Central Australia, 1950

Central Australia 1950 Ripolin enamel and oil on hardboard 122 x 152.5 cm Purchased with funds provided by the Nelson Meers Foundation 2004 The Art Gallery of New South Wales, Sydney, Australia

Leanne Santoro is Assistant curator at Australian art Art Gallery of New South Wales, Sydney, Australia

"Central Australia is one of the highlights of the AGNSW’s Nolan, and indeed Australian art, collection. Emerging from Nolan’s 1949 trip to Central Australia, the aerial perspective, with the rocky landscape disappearing into a far-off horizon reveals the monumental scale of the Australian outback.

Flying with pilot Eddie Connellan as he delivered mail on his long runs, Nolan was afforded an aerial perspective of the landscape, a viewpoint which had so impressed him two years earlier on his flights over Queensland and Fraser Island.

Nolan was one of the first non-indigenous artists to paint the vast, remote interior of the continent at a time when the majority of the population had never seen the country’s centre.

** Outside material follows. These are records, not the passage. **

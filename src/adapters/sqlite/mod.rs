//! SQLite-backed vector index.

pub mod connection;
pub mod migrations;
pub mod vector_index;

pub use connection::{create_pool, create_test_pool, ConnectionError, PoolConfig};
pub use migrations::{all_embedded_migrations, Migration, MigrationError, Migrator};
pub use vector_index::{SqliteVectorIndex, VectorIndexError};
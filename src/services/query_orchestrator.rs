//! Query orchestrator: one user turn end to end.

use serde_json::json;
use std::sync::Arc;
use std::time::Duration;

use crate::domain::models::{CodeProposal, Config, TurnOutcome};
use crate::domain::ports::{fields, GenerationBackend, Level, Logger, VectorIndex};
use crate::services::chain_of_thought::ChainOfThoughtResponder;
use crate::services::code_synthesis::CodeSynthesisDecider;
use crate::services::complexity_classifier::ComplexityClassifier;
use crate::services::generation_client::GenerationClient;
use crate::services::response_normalizer::ResponseNormalizer;
use crate::services::retry::RetryPolicy;
use crate::services::similarity_retriever::SimilarityRetriever;
use crate::services::subquery_planner::SubqueryPlanner;

/// Composes the pipeline stages.
///
/// Holds no per-session state: history and code are passed in by the host
/// on every call and never retained, so concurrent turns on separate copies
/// are safe.
pub struct QueryOrchestrator {
    classifier: ComplexityClassifier,
    responder: ChainOfThoughtResponder,
    decider: CodeSynthesisDecider,
    planner: SubqueryPlanner,
    logger: Arc<dyn Logger>,
}

impl QueryOrchestrator {
    /// Orchestrator over already-built stages.
    pub const fn new(
        classifier: ComplexityClassifier,
        responder: ChainOfThoughtResponder,
        decider: CodeSynthesisDecider,
        planner: SubqueryPlanner,
        logger: Arc<dyn Logger>,
    ) -> Self {
        Self {
            classifier,
            responder,
            decider,
            planner,
            logger,
        }
    }

    /// Wire every stage from configuration around one backend and one index.
    pub fn from_config(
        config: &Config,
        backend: Arc<dyn GenerationBackend>,
        index: Arc<dyn VectorIndex>,
        logger: Arc<dyn Logger>,
    ) -> Self {
        let client = Arc::new(
            GenerationClient::new(
                backend,
                RetryPolicy::from_config(&config.retry),
                Arc::clone(&logger),
            )
            .with_timeout(Duration::from_secs(config.model.timeout_secs)),
        );
        let retriever = Arc::new(SimilarityRetriever::new(index, Arc::clone(&logger)));
        let normalizer = Arc::new(ResponseNormalizer::new(
            Arc::clone(&client),
            config.normalizer.clone(),
            Arc::clone(&logger),
        ));

        Self::new(
            ComplexityClassifier::new(
                Arc::clone(&client),
                retriever,
                config.pipeline.clone(),
                Arc::clone(&logger),
            ),
            ChainOfThoughtResponder::new(Arc::clone(&client), Arc::clone(&logger)),
            CodeSynthesisDecider::new(Arc::clone(&client), normalizer, Arc::clone(&logger)),
            SubqueryPlanner::new(client, Arc::clone(&logger)),
            logger,
        )
    }

    /// Classify the query, then answer it with a chain of thought.
    ///
    /// A missing code artifact is treated as empty.
    pub async fn process_query(
        &self,
        query: &str,
        history: &[String],
        code: Option<&str>,
    ) -> TurnOutcome {
        let code = code.unwrap_or("");
        self.logger
            .log(
                Level::Info,
                "processing query",
                fields([
                    ("history_lines", json!(history.len())),
                    ("has_code", json!(!code.trim().is_empty())),
                ]),
            )
            .await;

        let complexity = self.classifier.classify(query, history, code).await;
        let chain = self
            .responder
            .respond(query, history, code, complexity)
            .await;
        TurnOutcome::new(complexity, chain)
    }

    /// Separate step the host triggers after showing the final answer.
    pub async fn synthesize_code(
        &self,
        query: &str,
        outcome: &TurnOutcome,
        code: &str,
    ) -> CodeProposal {
        self.decider
            .decide_and_synthesize(query, &outcome.reasoning_trace, &outcome.final_answer, code)
            .await
    }

    /// Break a request into subqueries.
    pub async fn decompose(&self, query: &str) -> Vec<String> {
        self.planner.decompose(query).await
    }
}

#[cfg(test)]
mod tests {
    use super::*;
    use crate::adapters::generation::ScriptedBackend;
    use crate::adapters::logging::RecordingLogger;
    use crate::adapters::memory::InMemoryVectorIndex;
    use crate::domain::models::{Complexity, SynthesisPath};

    fn config() -> Config {
        let mut config = Config::default();
        config.retry.initial_backoff_ms = 1;
        config.retry.max_backoff_ms = 1;
        config
    }

    #[tokio::test]
    async fn test_stage_order_is_fixed() {
        let backend = Arc::new(ScriptedBackend::with_fallback("complex"));
        let logger = Arc::new(RecordingLogger::new());
        let orchestrator = QueryOrchestrator::from_config(
            &config(),
            backend.clone(),
            Arc::new(InMemoryVectorIndex::new()),
            logger,
        );

        let outcome = orchestrator
            .process_query("Why is the sky blue?", &[], None)
            .await;

        assert_eq!(outcome.complexity, Complexity::Complex);
        assert_eq!(outcome.reasoning_trace.len(), 1);
        let budgets: Vec<u32> = backend.requests().iter().map(|r| r.max_tokens).collect();
        assert_eq!(budgets, vec![10, 500, 200]);
    }

    #[tokio::test]
    async fn test_synthesize_code_follows_editor_state() {
        let backend = Arc::new(ScriptedBackend::with_fallback("```python\nx = 1\n```"));
        let orchestrator = QueryOrchestrator::from_config(
            &config(),
            backend.clone(),
            Arc::new(InMemoryVectorIndex::new()),
            Arc::new(RecordingLogger::new()),
        );
        let outcome = TurnOutcome {
            complexity: Complexity::Simple,
            final_answer: "Set x.".to_string(),
            reasoning_trace: vec!["x must be one".to_string()],
        };

        let fresh = orchestrator.synthesize_code("q", &outcome, "").await;
        let modified = orchestrator.synthesize_code("q", &outcome, "x = 0").await;

        assert_eq!(fresh.path, SynthesisPath::Fresh);
        assert_eq!(modified.path, SynthesisPath::Modification);
        assert!(!modified.is_empty());
    }
}
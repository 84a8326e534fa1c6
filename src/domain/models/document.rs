//! Passages returned by similarity retrieval.

use serde::{Deserialize, Serialize};

/// A retrieved passage and where it came from.
///
/// Results are ordered by similarity to the query, closest first.
#[derive(Debug, Clone, PartialEq, Serialize, Deserialize)]
pub struct RetrievedDocument {
    /// Passage text
    pub content: String,
    /// Identity of the source the passage was indexed from
    pub source_id: String,
    /// Cosine distance to the query (0 = identical direction)
    pub distance: f32,
}

impl RetrievedDocument {
    /// Passage `content` from `source_id` at `distance` from the query.
    pub fn new(content: impl Into<String>, source_id: impl Into<String>, distance: f32) -> Self {
        Self {
            content: content.into(),
            source_id: source_id.into(),
            distance,
        }
    }

    /// Similarity score in `[0, 1]` derived from the cosine distance.
    pub fn similarity(&self) -> f32 {
        (1.0 - self.distance).clamp(0.0, 1.0)
    }
}

#[cfg(test)]
mod tests {
    use super::*;

    #[test]
    fn test_similarity_is_clamped() {
        assert!((RetrievedDocument::new("a", "s", 0.25).similarity() - 0.75).abs() < f32::EPSILON);
        assert!(RetrievedDocument::new("a", "s", 1.8).similarity().abs() < f32::EPSILON);
    }
}
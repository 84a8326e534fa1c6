//! Forwards logger port events to `tracing`.

use async_trait::async_trait;
use serde_json::Value;

use crate::domain::ports::{Fields, Level, Logger};

/// Logger that emits every event through the global `tracing` subscriber.
///
/// Fields are rendered as a single JSON object so the event stays structured
/// under both the pretty and the JSON formatter.
#[derive(Debug, Clone, Copy, Default)]
pub struct TracingLogger;

impl TracingLogger {
    /// Logger forwarding to the global subscriber.
    pub const fn new() -> Self {
        Self
    }
}

fn render(fields: &Fields) -> String {
    if fields.is_empty() {
        return String::new();
    }
    let object: serde_json::Map<String, Value> = fields
        .iter()
        .map(|(key, value)| (key.clone(), value.clone()))
        .collect();
    Value::Object(object).to_string()
}

#[async_trait]
impl Logger for TracingLogger {
    async fn log(&self, level: Level, message: &str, fields: Fields) {
        let fields = render(&fields);
        match level {
            Level::Trace => tracing::trace!(target: "codecanvas", fields = %fields, "{message}"),
            Level::Debug => tracing::debug!(target: "codecanvas", fields = %fields, "{message}"),
            Level::Info => tracing::info!(target: "codecanvas", fields = %fields, "{message}"),
            Level::Warn => tracing::warn!(target: "codecanvas", fields = %fields, "{message}"),
            Level::Error => tracing::error!(target: "codecanvas", fields = %fields, "{message}"),
        }
    }
}

#[cfg(test)]
mod tests {
    use super::*;
    use crate::domain::ports::fields;
    use serde_json::json;

    #[test]
    fn test_render_fields_as_json_object() {
        let rendered = render(&fields([("attempt", json!(2))]));
        assert_eq!(rendered, r#"{"attempt":2}"#);
        assert_eq!(render(&Fields::new()), "");
    }

    #[tokio::test]
    async fn test_log_without_subscriber_is_noop() {
        TracingLogger::new()
            .log(Level::Info, "generation attempt", fields([("attempt", json!(1))]))
            .await;
    }
}
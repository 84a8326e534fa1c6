//! Ollama generation backend.
//!
//! Talks to a local Ollama server through `POST {base_url}/api/generate`
//! with streaming disabled, so one HTTP call is one inference.

use async_trait::async_trait;
use serde::{Deserialize, Serialize};
use std::time::Duration;

use crate::domain::errors::{DomainError, DomainResult, GenerationError};
use crate::domain::models::{GenerationRequest, ModelConfig};
use crate::domain::ports::GenerationBackend;

/// Configuration for the Ollama backend.
#[derive(Debug, Clone)]
pub struct OllamaConfig {
    /// Server root, e.g. `http://localhost:11434`
    pub base_url: String,
    /// Model tag, e.g. `llama3.2`
    pub model: String,
    /// HTTP request timeout in seconds
    pub timeout_secs: u64,
}

impl Default for OllamaConfig {
    fn default() -> Self {
        Self::from(&ModelConfig::default())
    }
}

impl From<&ModelConfig> for OllamaConfig {
    fn from(config: &ModelConfig) -> Self {
        Self {
            base_url: config.base_url.trim_end_matches('/').to_string(),
            model: config.name.clone(),
            timeout_secs: config.timeout_secs,
        }
    }
}

/// Generation backend backed by an Ollama server.
pub struct OllamaBackend {
    config: OllamaConfig,
    client: reqwest::Client,
}

impl OllamaBackend {
    /// Build the HTTP client for `config`.
    pub fn new(config: OllamaConfig) -> DomainResult<Self> {
        let client = reqwest::Client::builder()
            .timeout(Duration::from_secs(config.timeout_secs))
            .build()
            .map_err(|e| DomainError::InvalidInput(format!("Failed to build HTTP client: {e}")))?;
        Ok(Self { config, client })
    }

    fn map_send_error(&self, err: &reqwest::Error) -> GenerationError {
        if err.is_timeout() {
            GenerationError::Timeout(self.config.timeout_secs)
        } else {
            GenerationError::Transport(err.to_string())
        }
    }
}

#[async_trait]
impl GenerationBackend for OllamaBackend {
    fn name(&self) -> &str {
        "ollama"
    }

    async fn generate(&self, request: &GenerationRequest) -> Result<String, GenerationError> {
        let url = format!("{}/api/generate", self.config.base_url);
        let body = GenerateRequest {
            model: &self.config.model,
            prompt: &request.prompt,
            stream: false,
            options: GenerateOptions {
                num_predict: request.max_tokens,
                temperature: request.temperature,
            },
        };

        let response = self
            .client
            .post(&url)
            .json(&body)
            .send()
            .await
            .map_err(|e| self.map_send_error(&e))?;

        if !response.status().is_success() {
            let status = response.status().as_u16();
            let body = response
                .text()
                .await
                .unwrap_or_else(|_| "unable to read response body".to_string());
            return Err(GenerationError::HttpStatus { status, body });
        }

        let parsed: GenerateResponse = response
            .json()
            .await
            .map_err(|e| GenerationError::MalformedResponse(e.to_string()))?;

        Ok(parsed.response)
    }
}

// -- Ollama API request/response types --

#[derive(Debug, Serialize)]
struct GenerateRequest<'a> {
    model: &'a str,
    prompt: &'a str,
    stream: bool,
    options: GenerateOptions,
}

#[derive(Debug, Serialize)]
struct GenerateOptions {
    num_predict: u32,
    temperature: f32,
}

#[derive(Debug, Deserialize)]
struct GenerateResponse {
    response: String,
}

#[cfg(test)]
mod tests {
    use super::*;

    #[test]
    fn test_config_from_model_config_trims_slash() {
        let model = ModelConfig {
            base_url: "http://ollama:11434/".to_string(),
            name: "codellama".to_string(),
            timeout_secs: 5,
        };
        let config = OllamaConfig::from(&model);
        assert_eq!(config.base_url, "http://ollama:11434");
        assert_eq!(config.model, "codellama");
    }

    #[test]
    fn test_request_body_shape() {
        let body = GenerateRequest {
            model: "llama3.2",
            prompt: "hi",
            stream: false,
            options: GenerateOptions {
                num_predict: 10,
                temperature: 0.5,
            },
        };
        let json = serde_json::to_value(&body).unwrap();
        assert_eq!(json["stream"], false);
        assert_eq!(json["options"]["num_predict"], 10);
        assert_eq!(json["options"]["temperature"], 0.5);
    }
}
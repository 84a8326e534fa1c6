//! Domain layer for the codecanvas assistant
//!
//! Holds the data model of a conversation turn and the port traits the
//! pipeline depends on. Nothing in here performs I/O.

pub mod errors;
pub mod models;
pub mod ports;

pub use errors::{DomainError, DomainResult, GenerationError};
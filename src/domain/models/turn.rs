//! Per-turn output handed back to the host.

use serde::{Deserialize, Serialize};

use super::reasoning::{ChainOfThought, Complexity};

/// Result of processing one user query.
#[derive(Debug, Clone, PartialEq, Eq, Serialize, Deserialize)]
pub struct TurnOutcome {
    /// Classification of the query
    pub complexity: Complexity,
    /// Direct answer shown to the user
    pub final_answer: String,
    /// Single-element sequence holding the raw chain-of-thought text
    pub reasoning_trace: Vec<String>,
}

impl TurnOutcome {
    /// Combine a classification with the responder output.
    pub fn new(complexity: Complexity, chain: ChainOfThought) -> Self {
        Self {
            complexity,
            final_answer: chain.final_answer,
            reasoning_trace: chain.reasoning_trace,
        }
    }
}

Today went on a mail flight for four hundred miles… It is a simple matter to trace in this old waterless and eroded surface of the earth the dreaming nature and philosophy of the Aborigines. In the morning the light on the hills was like gauze… Transparent and at the same time impenetrable, a fitting paradox for those who would look long at it and attempt to look through it to the coloured rocks and hills themselves. One must accept it as such only a little of it can be painted. The same as other things, only here the categories of light are clearly defined. Just so much you can do and just so much you cannot. It would be a mistake to erect any theories. Time and space are obviously welded together under those conditions here. Both are old. - Sidney Nolan diary notes, Alice Springs, 28 June 1949, Jinx Nolan papers.

The red ochre of the desert in Central Australia provides a striking colour change from much of the Australian landscape painting which had preceded it. The rich reds of the soil and lunar-like craggy outcrops must have been quite a shock to the city-dwelling art lovers accustomed to bucolic pastoral scenes.

For me, the most striking thing about this series is comparing Nolan’s photographs of the region with the paintings. The forms of the ancient land with its craters and shadows have been brilliantly rendered; there is little abstracted. Nolan has captured the isolated beauty of Central Australia’s colours and forms with honesty and great skill."